Ritualistic Crime and its Investigation
by
Book Details
About the Book
Ritualistic Crime & Its Investigation
The book is also intended to be used by the serious student of alternative religions, to encourage an understanding of these religions, and those who practice them.
While no single book can examine every form of alternative religion, this book makes a serious effort to explain some of those most often seen. It is realized that the average law officer may only encounter any one of these religions used in a criminal manner only once or twice during a career. Therefore, this manual could be of help in understanding that which is uncommon. Often, an understanding of the criminal’s mind can aid in catching the criminal.
About the Author
George Corbiscello is beginning his fifteenth year as a law enforcement officer.
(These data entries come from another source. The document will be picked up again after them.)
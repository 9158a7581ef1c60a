//! Payload error model.

use thiserror::Error;

/// Result type for payload construction.
pub type PayloadResult<T> = Result<T, PayloadError>;

/// Failure while turning a typed Rust value into a [`Value`](crate::Value).
///
/// Normalization itself has no error type: every input produces output.
/// This only covers the entry points that go through `serde`.
#[derive(Debug, Error)]
pub enum PayloadError {
    /// The value's `Serialize` impl rejected it (e.g. a map with non-string keys).
    #[error("payload could not be serialized: {0}")]
    Serialize(#[from] serde_json::Error),
}
//! Terminal scoring for Othello
//!
//! Once neither side can move the game is scored by disc majority.

use std::cmp::Ordering;

use crate::board::{Board, Disc};

/// Count the discs of both colors, black first
pub fn score(board: &Board) -> (usize, usize) {
    (board.count(Disc::Black), board.count(Disc::White))
}

/// Winner by disc majority, `None` for a tie
pub fn check_winner(board: &Board) -> Option<Disc> {
    let (black, white) = score(board);
    match black.cmp(&white) {
        Ordering::Greater => Some(Disc::Black),
        Ordering::Less => Some(Disc::White),
        Ordering::Equal => None,
    }
}

#[cfg(test)]
mod tests {
    use super::*;
    use crate::board::Pos;

    #[test]
    fn test_empty_board_is_tied() {
        let board = Board::new();
        assert_eq!(score(&board), (0, 0));
        assert_eq!(check_winner(&board), None);
    }

    #[test]
    fn test_majority_wins() {
        let mut board = Board::new();
        board.set(Pos::new(0, 0), Disc::Black);
        assert_eq!(check_winner(&board), Some(Disc::Black));

        board.set(Pos::new(0, 1), Disc::White);
        board.set(Pos::new(0, 2), Disc::White);
        assert_eq!(check_winner(&board), Some(Disc::White));
    }

    #[test]
    fn test_equal_counts_tie() {
        let mut board = Board::new();
        board.set(Pos::new(0, 0), Disc::Black);
        board.set(Pos::new(7, 7), Disc::White);
        assert_eq!(score(&board), (1, 1));
        assert_eq!(check_winner(&board), None);
    }
}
He is presently assigned as a Senior Investigator, and is the Officer in Charge of his agency’s Gang Intelligence Unit. He is a nationally credentialed law enforcement officer, a certified law enforcement instructor, and is the president of the New Jersey Chapter of the East Coast Gang Investigator’s Association, as well as a former second-vice president of ECGIA. George was State Trustee for his local Fraternal Order of Police Lodge for nearly a decade, and prior to that he served two years as president of that local lodge. George is a reviewing editor of the National Gang Crime Research Center’s Journal of Gang Crime Research, and has written several articles, booklets, and brochures on various security threat groups. He has been a student of alternative religions, and the crimes some people commit in the name of religion, for about eight years. George has been a guest instructor at the New Jersey Brookdale Monmouth County, Community College, Camden County Community College, the Middlesex County Police Academy, and an instructor for the Monmouth County Police Academy as well as the New Jersey Department of Corrections County Corrections Officers Training Academy. He has instructed in Boston, New York, Chicago, and Florida for various law enforcement and criminological organizations.